Abstract

Ultraviolet (UV) nanoimprinting has the potential to fabricate sub-15 nm resin patterns, but the interfacial fluidity of organic monomers near monomer liquid/mold solid interfaces related to filling nanoscale mold recesses with UV-curable resins still remains unclear. In this study, we demonstrated that surface forces and resonance shear measurements were helpful to select a surface modifier appropriate for silica mold surfaces for UV nanoimprinting with the low-viscosity monomer 1,10-decanediol diacrylate. Surface forces between silica surfaces mediated with the diacrylate monomer and fluidities of the monomer were investigated with nanometer resolution.
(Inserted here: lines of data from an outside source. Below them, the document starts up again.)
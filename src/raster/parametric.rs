//! Cubic parametric curves evaluated through basis matrices.
//!
//! Each sample at uniformly spaced `t ∈ [0, 1]` is `([t³, t², t, 1] · M) · G`:
//! the basis matrix `M` first turns `t` into one weight per control point,
//! then the weights blend the window's geometry `G` (one row per control
//! point). Weighting first keeps the endpoint samples exact, since at `t = 0`
//! and `t = 1` the Hermite and Bezier weight rows are unit vectors.

use super::{Emitted, Pixel};
use crate::error::{Error, Result};
use crate::geometry::Point;
use crate::linalg::Matrix;
use crate::numeric::round_to_grid;

/// Control points consumed per cubic segment.
const SEGMENT_POINTS: usize = 4;

/// Basis matrix family for a cubic curve.
#[derive(Debug, Clone, Copy, PartialEq, Eq, Hash)]
pub enum CubicBasis {
    /// Hermite: geometry is `[P0, P1, M0, M1]` (endpoints then tangents).
    Hermite,
    /// Cubic Bezier: four control points.
    Bezier,
    /// Uniform cubic B-spline: one segment per 4-point window.
    BSpline,
}

impl CubicBasis {
    /// Integer basis rows; the matrix is these times [`Self::scale`].
    fn rows(self) -> [[f64; 4]; 4] {
        match self {
            Self::Hermite => [
                [2.0, -2.0, 1.0, 1.0],
                [-3.0, 3.0, -2.0, -1.0],
                [0.0, 0.0, 1.0, 0.0],
                [1.0, 0.0, 0.0, 0.0],
            ],
            Self::Bezier => [
                [-1.0, 3.0, -3.0, 1.0],
                [3.0, -6.0, 3.0, 0.0],
                [-3.0, 3.0, 0.0, 0.0],
                [1.0, 0.0, 0.0, 0.0],
            ],
            Self::BSpline => [
                [-1.0, 3.0, -3.0, 1.0],
                [3.0, -6.0, 3.0, 0.0],
                [-3.0, 0.0, 3.0, 0.0],
                [1.0, 4.0, 1.0, 0.0],
            ],
        }
    }

    fn scale(self) -> f64 {
        match self {
            Self::Hermite | Self::Bezier => 1.0,
            Self::BSpline => 1.0 / 6.0,
        }
    }

    /// The 4×4 basis matrix.
    #[must_use]
    pub fn matrix(self) -> Matrix {
        Matrix::from_rows(&self.rows()).scaled(self.scale())
    }

    /// Control-point weights `[t³, t², t, 1] · M` at parameter `t`.
    #[must_use]
    pub fn weights(self, t: f64) -> [f64; 4] {
        let powers = [t * t * t, t * t, t, 1.0];
        let rows = self.rows();
        let scale = self.scale();

        let mut weights = [0.0; 4];
        for (j, w) in weights.iter_mut().enumerate() {
            let sum: f64 = powers.iter().zip(&rows).map(|(p, row)| p * row[j]).sum();
            *w = sum * scale;
        }
        weights
    }

    /// Short name used in errors and logs.
    #[must_use]
    pub const fn name(self) -> &'static str {
        match self {
            Self::Hermite => "hermite",
            Self::Bezier => "bezier",
            Self::BSpline => "bspline",
        }
    }

    /// Monomial coefficients `M · G` (4×2) for one window of control points.
    ///
    /// # Errors
    ///
    /// Returns [`Error::MatrixDimension`] unless `window` holds four points.
    pub fn coefficients(self, window: &[Point]) -> Result<Matrix> {
        let geometry = Matrix::new(
            window.len(),
            2,
            window.iter().flat_map(|p| [p.x, p.y]).collect(),
        )?;
        self.matrix().mul(&geometry)
    }
}

/// Uniform-parameter samples over one or more cubic segments.
#[derive(Debug, Clone)]
pub struct CubicSamples {
    basis: CubicBasis,
    windows: Vec<[Point; SEGMENT_POINTS]>,
    steps: u32,
    segment: usize,
    step: u32,
}

impl CubicSamples {
    fn new(basis: CubicBasis, points: &[Point], steps: u32) -> Self {
        let windows = points
            .windows(SEGMENT_POINTS)
            .map(|w| [w[0], w[1], w[2], w[3]])
            .collect();

        Self {
            basis,
            windows,
            steps,
            segment: 0,
            step: 0,
        }
    }

    /// Number of raw samples still to come.
    fn remaining(&self) -> usize {
        let per_segment = self.steps as usize + 1;
        let segments_left = self.windows.len().saturating_sub(self.segment);
        (segments_left * per_segment).saturating_sub(self.step as usize)
    }
}

impl Iterator for CubicSamples {
    type Item = Pixel;

    fn next(&mut self) -> Option<Pixel> {
        let window = self.windows.get(self.segment)?;

        let t = if self.steps > 0 {
            f64::from(self.step) / f64::from(self.steps)
        } else {
            0.0
        };
        let weights = self.basis.weights(t);
        let (x, y) = weights
            .iter()
            .zip(window)
            .fold((0.0, 0.0), |(x, y), (w, p)| (x + w * p.x, y + w * p.y));

        if self.step >= self.steps {
            self.step = 0;
            self.segment += 1;
        } else {
            self.step += 1;
        }

        Some(Pixel::opaque(round_to_grid(x), round_to_grid(y)))
    }

    fn size_hint(&self) -> (usize, Option<usize>) {
        let n = self.remaining();
        (n, Some(n))
    }
}

/// Rasterize a cubic curve from a slice of control points.
///
/// Hermite and Bezier take exactly four points; the B-spline takes any number
/// and yields nothing for fewer than four. Each segment contributes
/// `steps + 1` raw samples (one at `t = 0` when `steps == 0`).
///
/// # Errors
///
/// Returns [`Error::InsufficientPoints`] or [`Error::InvalidArgument`] when a
/// Hermite or Bezier curve does not get exactly four points.
pub fn cubic_curve(basis: CubicBasis, points: &[Point], steps: u32) -> Result<Emitted<CubicSamples>> {
    if basis != CubicBasis::BSpline {
        if points.len() < SEGMENT_POINTS {
            return Err(Error::InsufficientPoints {
                algorithm: basis.name(),
                required: SEGMENT_POINTS,
                actual: points.len(),
            });
        }
        if points.len() > SEGMENT_POINTS {
            return Err(Error::InvalidArgument(format!(
                "{} takes exactly {SEGMENT_POINTS} points, got {}",
                basis.name(),
                points.len()
            )));
        }
    }

    Ok(Emitted::new(CubicSamples::new(basis, points, steps)))
}

/// Hermite curve from endpoints `p0`, `p1` and tangents `m0`, `m1`.
pub fn hermite_curve(
    p0: Point,
    p1: Point,
    m0: Point,
    m1: Point,
    steps: u32,
) -> Result<Emitted<CubicSamples>> {
    cubic_curve(CubicBasis::Hermite, &[p0, p1, m0, m1], steps)
}

/// Cubic Bezier curve through `p0` and `p3`, shaped by `p1` and `p2`.
pub fn bezier_curve(
    p0: Point,
    p1: Point,
    p2: Point,
    p3: Point,
    steps: u32,
) -> Result<Emitted<CubicSamples>> {
    cubic_curve(CubicBasis::Bezier, &[p0, p1, p2, p3], steps)
}

/// Uniform cubic B-spline over every consecutive 4-point window.
pub fn bspline_curve(points: &[Point], steps: u32) -> Result<Emitted<CubicSamples>> {
    cubic_curve(CubicBasis::BSpline, points, steps)
}
//! # Curve-Raster
//!
//! Discrete rasterization of continuous curves onto an integer grid.
//!
//! Every algorithm turns a geometric primitive into an ordered, duplicate-free
//! sequence of `(x, y, intensity)` samples, reproducing the classical
//! algorithms cell for cell.
//!
//! ## Algorithms
//!
//! - **Lines**: DDA, integer Bresenham, Wu anti-aliased
//! - **Conics**: Bresenham circle, midpoint ellipse, hyperbola and parabola
//! - **Cubics**: Hermite, Bezier and uniform B-spline through basis matrices
//!
//! ## Quick Start
//!
//! ```rust
//! use curve_raster::prelude::*;
//!
//! let pixels: Vec<Pixel> = bresenham_line(0, 0, 5, 2).collect();
//! assert_eq!(pixels.first().map(Pixel::coord), Some((0, 0)));
//! assert_eq!(pixels.last().map(Pixel::coord), Some((5, 2)));
//!
//! let request = CurveRequest::new(Algorithm::Circle, [(0.0, 0.0), (3.0, 4.0)]);
//! let circle = request.rasterize(&RasterConfig::default())?;
//! assert!(circle.iter().all(|p| p.intensity == 1.0));
//! # Ok::<(), curve_raster::Error>(())
//! ```
//!
//! ## References
//!
//! - Bresenham, J. E. (1965). "Algorithm for computer control of a digital plotter."
//! - Wu, X. (1991). "An Efficient Antialiasing Technique." SIGGRAPH '91.
//! - Foley, van Dam, Feiner & Hughes (1990). *Computer Graphics: Principles and Practice*.

#![warn(missing_docs)]
// Allow unwrap() in tests only - banned in production code
#![cfg_attr(test, allow(clippy::unwrap_used))]
#![allow(clippy::cast_possible_truncation)]
#![allow(clippy::cast_sign_loss)]
#![allow(clippy::cast_precision_loss)]
#![allow(clippy::many_single_char_names)]
#![allow(clippy::module_name_repetitions)]
#![allow(clippy::similar_names)]
#![allow(clippy::doc_markdown)]

// ============================================================================
// Core Modules
// ============================================================================

/// Shared rounding and fractional-part helpers.
pub mod numeric;

/// Geometric primitives (points, grid cells).
pub mod geometry;

/// Dense matrices for basis-matrix evaluation.
pub mod linalg;

// ============================================================================
// Rasterization
// ============================================================================

/// Line, conic and parametric rasterizers.
pub mod raster;

/// Requests built from picked points.
pub mod request;

/// Committed curves and step playback.
pub mod playback;

// ============================================================================
// Configuration & Errors
// ============================================================================

/// Rasterization settings.
pub mod config;

/// Error types for curve-raster operations.
pub mod error;

pub use error::{Error, Result};

// ============================================================================
// Prelude
// ============================================================================

/// Commonly used types and functions for convenient imports.
///
/// ```rust
/// use curve_raster::prelude::*;
/// ```
pub mod prelude {
    pub use crate::config::{DegeneratePolicy, RasterConfig};
    pub use crate::error::{Error, Result};
    pub use crate::geometry::{GridPoint, Point};
    pub use crate::playback::Playback;
    pub use crate::raster::{
        bezier_curve, bresenham_circle, bresenham_line, bspline_curve, cubic_curve, dda_line,
        hermite_curve, midpoint_ellipse, midpoint_hyperbola, midpoint_parabola, wu_line,
        CubicBasis, Emitted, Pixel,
    };
    pub use crate::request::{Algorithm, CurveRequest};
}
Chemical vapor surface modification of silica surfaces with chlorodimethyl(3,3,3-trifluoropropyl)silane (FAS3-Cl) and tridecafluoro-1,1,2,2-tetrahydrooctyltrimethoxysilane (FAS13) gave fluorinated silica surfaces with root-mean-square roughness of less than 0.24 nm suitable for the measurements. When the distance D between two silica surfaces was decreased stepwise in the range of 0-30 nm, monomer viscosity between cleaned silica surfaces increased markedly at D < 6 nm. Surface modification with FAS3-Cl suppressed this increase of interfacial monomer viscosity. In contrast, FAS13-modified silica surfaces caused a jump-in phenomenon at approximately D = 7-9 nm, suddenly decreasing to D = 1 nm as the monomer fluid layer was squeezed out. We concluded that FAS3-Cl was appropriate as a fluorinated surface modifier for silica molds used in UV nanoimprinting with an oleophilic low-viscosity monomer, because the chemisorbed monolayer maintained low monomer viscosity near the surface/monomer interface, in addition to its low surface free energy and short CF3CH2CH2- group.